French fashion house Louis Vuitton combined ruffles, biker leather and the graphic art of Keith Haring for its celebrity-packed cruise 2027 show at a New York museum on Wednesday night.

Under the gaze of Zendaya, Anne Hathaway and Cate Blanchett, Louis Vuitton's artistic director for women's wear Nicolas Ghesquiere presented a collection built on contrasts and bright pops of color, said AFP.

Structured leather jackets were paired with fluffy Medici collars.

Ensembles were punctuated by the Pop Art movement's orange, pink and green, while also giving way to deep purple, dusty pink and teal.

Whether the models donned heels or sneakers, the shoes were metallic, and legs were on display with boxer shorts, biker shorts and tailored Bermuda suits.

Hats -- bucket or brimless -- topped models' heads when hair wasn't left loose and marked with the horizontal streaks popularized by figure skater Alysa Liu, the brand's new ambassador.

The show was held at The Frick Collection, marking the first time a fashion show has been hosted by the museum since its renovation last year.

Formerly the mansion of a steel magnate, the museum teems with an impressive collection of European paintings and art dating back to the Renaissance.

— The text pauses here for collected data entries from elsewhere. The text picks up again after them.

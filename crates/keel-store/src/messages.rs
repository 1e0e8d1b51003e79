// Copyright (c) 2024-2026 Martin Schröder <info@swedishembedded.com>
//
// SPDX-License-Identifier: MIT
use anyhow::Context;
use rusqlite::{params, OptionalExtension, Row};

use crate::rows::{AttachmentRow, MessageRow};
use crate::{now, Store};

fn row_to_message(row: &Row<'_>) -> rusqlite::Result<MessageRow> {
    Ok(MessageRow {
        id: row.get("id")?,
        session_id: row.get("session_id")?,
        role: row.get("role")?,
        content: row.get("content")?,
        created_at: row.get("created_at")?,
    })
}

fn row_to_attachment(row: &Row<'_>) -> rusqlite::Result<AttachmentRow> {
    Ok(AttachmentRow {
        id: row.get("id")?,
        message_id: row.get("message_id")?,
        filename: row.get("filename")?,
        media_type: row.get("media_type")?,
        width: row.get("width")?,
        height: row.get("height")?,
        byte_size: row.get("byte_size")?,
        data: row.get("data")?,
        created_at: row.get("created_at")?,
    })
}

impl Store {
    pub fn create_message(
        &self,
        session_id: &str,
        role: &str,
        content: &str,
    ) -> anyhow::Result<MessageRow> {
        let ts = now();
        let conn = self.lock();
        conn.execute(
            "INSERT INTO messages (session_id, role, content, created_at) \
             VALUES (?1, ?2, ?3, ?4)",
            params![session_id, role, content, ts],
        )
        .context("inserting message")?;
        let id = conn.last_insert_rowid();
        conn.execute(
            "UPDATE sessions SET updated_at = ?2 WHERE id = ?1",
            params![session_id, ts],
        )?;
        Ok(MessageRow {
            id,
            session_id: session_id.to_string(),
            role: role.to_string(),
            content: content.to_string(),
            created_at: ts,
        })
    }

    pub fn get_message(&self, id: i64) -> anyhow::Result<Option<MessageRow>> {
        let conn = self.lock();
        let row = conn
            .query_row("SELECT * FROM messages WHERE id = ?1", [id], row_to_message)
            .optional()?;
        Ok(row)
    }

    pub fn update_message_content(&self, id: i64, content: &str) -> anyhow::Result<()> {
        let conn = self.lock();
        conn.execute(
            "UPDATE messages SET content = ?2 WHERE id = ?1",
            params![id, content],
        )?;
        Ok(())
    }

    /// All messages of a session, oldest first.
    pub fn session_messages(&self, session_id: &str) -> anyhow::Result<Vec<MessageRow>> {
        let conn = self.lock();
        let mut stmt =
            conn.prepare("SELECT * FROM messages WHERE session_id = ?1 ORDER BY id ASC")?;
        let rows = stmt
            .query_map([session_id], row_to_message)?
            .collect::<Result<Vec<_>, _>>()?;
        Ok(rows)
    }

    /// Dialogue (user/assistant) messages with id strictly greater than
    /// `after_id`, oldest first.  `None` means "from the beginning".
    pub fn dialogue_messages_after(
        &self,
        session_id: &str,
        after_id: Option<i64>,
    ) -> anyhow::Result<Vec<MessageRow>> {
        let conn = self.lock();
        let mut stmt = conn.prepare(
            "SELECT * FROM messages WHERE session_id = ?1 AND id > ?2 \
             AND role IN ('user', 'assistant') ORDER BY id ASC",
        )?;
        let rows = stmt
            .query_map(params![session_id, after_id.unwrap_or(0)], row_to_message)?
            .collect::<Result<Vec<_>, _>>()?;
        Ok(rows)
    }

    /// Dialogue messages with `from_id <= id <= to_id`, oldest first.
    pub fn dialogue_messages_between(
        &self,
        session_id: &str,
        from_id: i64,
        to_id: i64,
    ) -> anyhow::Result<Vec<MessageRow>> {
        let conn = self.lock();
        let mut stmt = conn.prepare(
            "SELECT * FROM messages WHERE session_id = ?1 AND id >= ?2 AND id <= ?3 \
             AND role IN ('user', 'assistant') ORDER BY id ASC",
        )?;
        let rows = stmt
            .query_map(params![session_id, from_id, to_id], row_to_message)?
            .collect::<Result<Vec<_>, _>>()?;
        Ok(rows)
    }

    /// Delete all messages of the session with `id >= from_id`.
    /// Steps, tool calls and attachments go with them via cascade.
    /// Returns the number of deleted messages.
    pub fn delete_messages_from(&self, session_id: &str, from_id: i64) -> anyhow::Result<usize> {
        let conn = self.lock();
        conn.execute("PRAGMA foreign_keys = ON", [])?;
        let n = conn.execute(
            "DELETE FROM messages WHERE session_id = ?1 AND id >= ?2",
            params![session_id, from_id],
        )?;
        Ok(n)
    }

    // ── Attachments ──────────────────────────────────────────────────────────

    #[allow(clippy::too_many_arguments)]
    pub fn create_attachment(
        &self,
        message_id: i64,
        filename: &str,
        media_type: &str,
        width: i64,
        height: i64,
        byte_size: i64,
        data: &str,
    ) -> anyhow::Result<AttachmentRow> {
        let ts = now();
        let conn = self.lock();
        conn.execute(
            "INSERT INTO attachments (message_id, filename, media_type, width, height, \
             byte_size, data, created_at) VALUES (?1, ?2, ?3, ?4, ?5, ?6, ?7, ?8)",
            params![message_id, filename, media_type, width, height, byte_size, data, ts],
        )
        .context("inserting attachment")?;
        let id = conn.last_insert_rowid();
        Ok(AttachmentRow {
            id,
            message_id,
            filename: filename.to_string(),
            media_type: media_type.to_string(),
            width,
            height,
            byte_size,
            data: data.to_string(),
            created_at: ts,
        })
    }

    pub fn attachments_for_message(&self, message_id: i64) -> anyhow::Result<Vec<AttachmentRow>> {
        let conn = self.lock();
        let mut stmt =
            conn.prepare("SELECT * FROM attachments WHERE message_id = ?1 ORDER BY id ASC")?;
        let rows = stmt
            .query_map([message_id], row_to_attachment)?
            .collect::<Result<Vec<_>, _>>()?;
        Ok(rows)
    }
}

// ─── Unit tests ──────────────────────────────────────────────────────────────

Models stalked down the runway, passing under archways and past famed artworks.

"Within the timeless rooms of The Frick Collection, beauty and art transcend time in a quiet dialogue, while beyond its walls, New York City pulses with constant reinvention -- a convergence of contrasts," the fashion house posted on Instagram, with the brand and the museum announcing a three-year patronage partnership.

Notably, Louis Vuitton will fund three temporary major exhibitions and host free visitor after-hours evenings at the museum on the first Fridays of every month for a year.

Europe's major fashion houses have shown exceptional interest in the American market and culture recently.

Louis Vuitton's men's collection by hip hop star Pharrell Williams drew inspiration from the Big Apple, and Gucci and Dior have recently unveiled their cruise collections in New York and Los Angeles, respectively.

In December, Chanel held its show in the New York subway.